(Collected data)
========
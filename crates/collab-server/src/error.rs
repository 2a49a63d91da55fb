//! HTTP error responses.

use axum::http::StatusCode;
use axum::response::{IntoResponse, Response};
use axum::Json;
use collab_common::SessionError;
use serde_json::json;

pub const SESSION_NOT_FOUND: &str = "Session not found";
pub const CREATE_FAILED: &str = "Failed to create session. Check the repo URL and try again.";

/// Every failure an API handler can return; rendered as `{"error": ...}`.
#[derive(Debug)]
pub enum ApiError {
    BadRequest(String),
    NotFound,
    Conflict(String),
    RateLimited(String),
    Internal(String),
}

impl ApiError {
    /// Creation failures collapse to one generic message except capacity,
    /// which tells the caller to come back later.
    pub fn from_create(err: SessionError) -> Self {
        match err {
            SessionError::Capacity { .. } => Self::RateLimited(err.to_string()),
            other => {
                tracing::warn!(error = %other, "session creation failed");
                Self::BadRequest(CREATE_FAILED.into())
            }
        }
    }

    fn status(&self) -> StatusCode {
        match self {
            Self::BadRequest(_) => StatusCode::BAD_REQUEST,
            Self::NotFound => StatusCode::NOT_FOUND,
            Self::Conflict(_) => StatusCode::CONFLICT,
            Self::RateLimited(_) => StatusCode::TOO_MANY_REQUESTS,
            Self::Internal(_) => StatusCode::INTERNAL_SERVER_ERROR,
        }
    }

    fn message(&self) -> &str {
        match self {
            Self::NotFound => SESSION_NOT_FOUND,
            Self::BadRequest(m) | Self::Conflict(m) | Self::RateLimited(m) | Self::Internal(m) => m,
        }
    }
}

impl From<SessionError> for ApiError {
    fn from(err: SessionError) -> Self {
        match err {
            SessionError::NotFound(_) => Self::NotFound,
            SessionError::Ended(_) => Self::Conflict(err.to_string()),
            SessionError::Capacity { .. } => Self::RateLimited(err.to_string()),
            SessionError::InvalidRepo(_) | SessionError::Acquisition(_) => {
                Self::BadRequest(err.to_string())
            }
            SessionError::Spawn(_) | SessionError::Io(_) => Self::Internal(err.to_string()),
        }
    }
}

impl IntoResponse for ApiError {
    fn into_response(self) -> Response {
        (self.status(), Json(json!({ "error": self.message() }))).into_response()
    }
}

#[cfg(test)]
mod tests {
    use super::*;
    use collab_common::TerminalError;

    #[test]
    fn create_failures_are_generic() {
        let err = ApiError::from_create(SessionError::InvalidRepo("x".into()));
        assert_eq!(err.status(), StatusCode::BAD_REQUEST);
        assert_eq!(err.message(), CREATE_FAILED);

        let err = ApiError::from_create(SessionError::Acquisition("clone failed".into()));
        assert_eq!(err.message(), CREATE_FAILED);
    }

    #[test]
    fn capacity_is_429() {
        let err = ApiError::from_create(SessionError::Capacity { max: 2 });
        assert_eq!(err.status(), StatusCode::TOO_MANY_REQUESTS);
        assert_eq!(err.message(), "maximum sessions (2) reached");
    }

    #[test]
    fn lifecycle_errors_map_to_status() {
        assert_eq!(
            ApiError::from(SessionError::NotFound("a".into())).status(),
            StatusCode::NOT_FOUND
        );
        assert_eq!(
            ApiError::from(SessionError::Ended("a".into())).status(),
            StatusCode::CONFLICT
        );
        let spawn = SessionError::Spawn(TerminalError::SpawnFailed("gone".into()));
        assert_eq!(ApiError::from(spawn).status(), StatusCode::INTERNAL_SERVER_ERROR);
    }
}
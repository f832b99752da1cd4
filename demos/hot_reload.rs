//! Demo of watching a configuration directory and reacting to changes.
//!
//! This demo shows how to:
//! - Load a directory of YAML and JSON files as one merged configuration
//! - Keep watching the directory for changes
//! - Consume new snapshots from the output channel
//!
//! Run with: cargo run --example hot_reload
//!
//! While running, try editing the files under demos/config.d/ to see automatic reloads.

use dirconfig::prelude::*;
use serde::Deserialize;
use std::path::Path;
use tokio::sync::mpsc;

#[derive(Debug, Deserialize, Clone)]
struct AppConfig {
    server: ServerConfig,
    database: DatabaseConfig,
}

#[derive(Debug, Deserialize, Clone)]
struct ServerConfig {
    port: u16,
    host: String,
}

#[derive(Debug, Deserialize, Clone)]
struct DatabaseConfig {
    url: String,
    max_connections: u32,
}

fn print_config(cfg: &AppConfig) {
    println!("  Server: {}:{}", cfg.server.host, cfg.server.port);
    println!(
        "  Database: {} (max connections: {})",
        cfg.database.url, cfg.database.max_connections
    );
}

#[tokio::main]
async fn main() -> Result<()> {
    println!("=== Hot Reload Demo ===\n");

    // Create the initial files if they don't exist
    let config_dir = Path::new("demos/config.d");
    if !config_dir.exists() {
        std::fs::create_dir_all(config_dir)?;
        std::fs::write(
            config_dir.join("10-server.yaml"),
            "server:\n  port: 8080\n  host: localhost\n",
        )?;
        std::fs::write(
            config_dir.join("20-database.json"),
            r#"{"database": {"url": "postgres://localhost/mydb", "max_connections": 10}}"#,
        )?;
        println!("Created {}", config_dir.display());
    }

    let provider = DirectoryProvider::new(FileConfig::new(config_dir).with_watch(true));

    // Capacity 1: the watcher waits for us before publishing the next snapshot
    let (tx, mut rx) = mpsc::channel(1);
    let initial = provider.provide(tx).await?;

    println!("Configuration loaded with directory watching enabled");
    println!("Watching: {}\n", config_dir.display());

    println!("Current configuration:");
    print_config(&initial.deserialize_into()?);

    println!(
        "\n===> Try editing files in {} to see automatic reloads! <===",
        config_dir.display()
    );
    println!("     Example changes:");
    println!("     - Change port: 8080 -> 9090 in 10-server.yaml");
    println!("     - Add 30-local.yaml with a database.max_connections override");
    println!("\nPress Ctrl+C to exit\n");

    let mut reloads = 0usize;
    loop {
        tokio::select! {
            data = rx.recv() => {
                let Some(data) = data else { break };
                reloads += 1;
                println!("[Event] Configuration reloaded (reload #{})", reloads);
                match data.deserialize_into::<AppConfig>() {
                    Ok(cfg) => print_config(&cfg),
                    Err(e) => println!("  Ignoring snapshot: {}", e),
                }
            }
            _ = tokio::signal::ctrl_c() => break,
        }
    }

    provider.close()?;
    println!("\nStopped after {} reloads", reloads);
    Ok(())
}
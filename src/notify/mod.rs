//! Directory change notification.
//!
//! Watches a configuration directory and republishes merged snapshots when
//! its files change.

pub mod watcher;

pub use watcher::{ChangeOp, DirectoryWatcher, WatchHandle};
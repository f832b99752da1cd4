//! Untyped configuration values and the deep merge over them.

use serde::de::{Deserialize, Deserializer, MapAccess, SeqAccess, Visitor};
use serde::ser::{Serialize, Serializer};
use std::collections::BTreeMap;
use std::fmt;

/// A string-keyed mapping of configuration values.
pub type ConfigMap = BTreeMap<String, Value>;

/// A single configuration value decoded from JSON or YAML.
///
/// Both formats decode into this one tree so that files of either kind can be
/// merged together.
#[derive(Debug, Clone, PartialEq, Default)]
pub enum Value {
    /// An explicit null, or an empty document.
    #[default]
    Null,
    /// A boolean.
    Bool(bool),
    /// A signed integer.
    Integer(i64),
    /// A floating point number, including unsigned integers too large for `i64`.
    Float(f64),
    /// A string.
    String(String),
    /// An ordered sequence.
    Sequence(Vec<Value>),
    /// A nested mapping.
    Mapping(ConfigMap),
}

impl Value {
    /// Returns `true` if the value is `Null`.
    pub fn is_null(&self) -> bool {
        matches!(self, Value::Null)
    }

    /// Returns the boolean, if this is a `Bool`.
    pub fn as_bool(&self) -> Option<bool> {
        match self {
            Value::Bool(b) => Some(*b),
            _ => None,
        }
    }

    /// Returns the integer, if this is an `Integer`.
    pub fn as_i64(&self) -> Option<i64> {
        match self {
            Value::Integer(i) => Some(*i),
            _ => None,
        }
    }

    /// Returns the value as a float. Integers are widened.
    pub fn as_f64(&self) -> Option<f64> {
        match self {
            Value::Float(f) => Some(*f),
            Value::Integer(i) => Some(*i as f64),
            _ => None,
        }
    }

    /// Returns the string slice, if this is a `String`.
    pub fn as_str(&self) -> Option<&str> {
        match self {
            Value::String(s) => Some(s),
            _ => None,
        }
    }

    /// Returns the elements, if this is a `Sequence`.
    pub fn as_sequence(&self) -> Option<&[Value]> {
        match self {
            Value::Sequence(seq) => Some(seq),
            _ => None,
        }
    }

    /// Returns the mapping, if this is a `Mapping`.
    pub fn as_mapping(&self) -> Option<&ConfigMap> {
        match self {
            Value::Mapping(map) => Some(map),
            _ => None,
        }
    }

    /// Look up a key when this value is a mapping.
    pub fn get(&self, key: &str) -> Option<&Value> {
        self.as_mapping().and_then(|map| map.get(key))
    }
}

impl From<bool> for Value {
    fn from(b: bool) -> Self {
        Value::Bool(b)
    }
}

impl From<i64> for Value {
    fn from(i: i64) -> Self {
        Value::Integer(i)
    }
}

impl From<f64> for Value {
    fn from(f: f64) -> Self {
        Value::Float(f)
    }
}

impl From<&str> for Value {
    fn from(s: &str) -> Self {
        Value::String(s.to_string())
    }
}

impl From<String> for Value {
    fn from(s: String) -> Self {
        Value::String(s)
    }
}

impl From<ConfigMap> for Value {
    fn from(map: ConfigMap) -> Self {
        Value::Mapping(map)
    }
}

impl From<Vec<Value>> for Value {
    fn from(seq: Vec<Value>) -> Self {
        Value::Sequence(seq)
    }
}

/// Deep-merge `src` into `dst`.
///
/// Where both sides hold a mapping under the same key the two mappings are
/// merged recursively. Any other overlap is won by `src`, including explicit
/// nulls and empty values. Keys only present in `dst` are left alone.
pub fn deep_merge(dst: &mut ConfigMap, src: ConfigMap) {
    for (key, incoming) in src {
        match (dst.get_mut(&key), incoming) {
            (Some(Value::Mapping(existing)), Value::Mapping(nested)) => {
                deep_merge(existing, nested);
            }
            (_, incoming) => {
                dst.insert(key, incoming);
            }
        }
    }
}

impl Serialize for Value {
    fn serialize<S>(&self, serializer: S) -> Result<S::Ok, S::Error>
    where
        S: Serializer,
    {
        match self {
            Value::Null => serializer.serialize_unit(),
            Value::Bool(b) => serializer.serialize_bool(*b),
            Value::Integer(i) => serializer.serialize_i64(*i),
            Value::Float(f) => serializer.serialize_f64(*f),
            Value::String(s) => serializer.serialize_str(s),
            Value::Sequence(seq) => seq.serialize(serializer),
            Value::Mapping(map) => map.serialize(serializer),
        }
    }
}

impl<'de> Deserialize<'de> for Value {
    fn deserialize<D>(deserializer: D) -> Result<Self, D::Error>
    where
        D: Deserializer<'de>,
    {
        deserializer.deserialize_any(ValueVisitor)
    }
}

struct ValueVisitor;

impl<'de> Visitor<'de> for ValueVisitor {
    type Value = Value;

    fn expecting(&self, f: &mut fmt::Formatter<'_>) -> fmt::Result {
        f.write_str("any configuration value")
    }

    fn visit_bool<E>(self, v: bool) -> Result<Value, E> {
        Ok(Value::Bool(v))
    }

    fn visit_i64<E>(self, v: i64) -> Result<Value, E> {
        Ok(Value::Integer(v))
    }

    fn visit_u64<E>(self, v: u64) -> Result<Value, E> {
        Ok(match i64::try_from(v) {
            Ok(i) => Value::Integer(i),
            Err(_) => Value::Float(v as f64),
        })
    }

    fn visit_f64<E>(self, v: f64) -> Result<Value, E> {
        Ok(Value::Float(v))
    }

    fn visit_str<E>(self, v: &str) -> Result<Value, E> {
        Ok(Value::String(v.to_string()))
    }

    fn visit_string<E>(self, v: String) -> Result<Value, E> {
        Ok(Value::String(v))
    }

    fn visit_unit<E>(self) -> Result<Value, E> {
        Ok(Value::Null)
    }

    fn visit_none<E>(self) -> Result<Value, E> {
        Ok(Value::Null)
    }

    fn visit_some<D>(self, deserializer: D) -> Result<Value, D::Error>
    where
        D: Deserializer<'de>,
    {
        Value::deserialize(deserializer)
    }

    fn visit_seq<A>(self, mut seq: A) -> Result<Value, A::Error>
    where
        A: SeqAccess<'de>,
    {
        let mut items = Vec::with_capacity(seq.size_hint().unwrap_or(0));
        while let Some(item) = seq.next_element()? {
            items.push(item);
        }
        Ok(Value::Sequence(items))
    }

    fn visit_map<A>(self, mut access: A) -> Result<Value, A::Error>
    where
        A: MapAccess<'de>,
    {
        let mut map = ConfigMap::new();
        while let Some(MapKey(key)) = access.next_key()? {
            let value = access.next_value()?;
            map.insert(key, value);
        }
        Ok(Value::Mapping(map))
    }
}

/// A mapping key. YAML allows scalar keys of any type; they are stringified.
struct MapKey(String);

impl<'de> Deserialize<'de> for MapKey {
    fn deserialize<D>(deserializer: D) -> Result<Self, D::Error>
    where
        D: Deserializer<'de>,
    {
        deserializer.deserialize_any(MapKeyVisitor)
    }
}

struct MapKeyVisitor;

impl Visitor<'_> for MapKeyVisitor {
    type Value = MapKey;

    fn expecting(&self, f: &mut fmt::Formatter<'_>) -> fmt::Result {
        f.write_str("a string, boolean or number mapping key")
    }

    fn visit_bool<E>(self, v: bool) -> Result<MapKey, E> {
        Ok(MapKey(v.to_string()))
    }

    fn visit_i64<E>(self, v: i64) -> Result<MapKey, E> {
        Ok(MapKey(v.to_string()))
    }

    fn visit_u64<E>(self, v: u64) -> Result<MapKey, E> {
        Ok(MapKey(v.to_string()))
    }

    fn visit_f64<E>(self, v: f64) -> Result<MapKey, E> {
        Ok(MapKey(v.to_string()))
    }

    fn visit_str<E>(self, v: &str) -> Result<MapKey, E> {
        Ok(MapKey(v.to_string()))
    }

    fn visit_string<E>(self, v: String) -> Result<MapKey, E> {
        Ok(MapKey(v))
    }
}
========
When a line in the data holds the word "filename", show that line.

filename crates/collab-server/src/error.rs
filename demos/hot_reload.rs
filename src/notify/mod.rs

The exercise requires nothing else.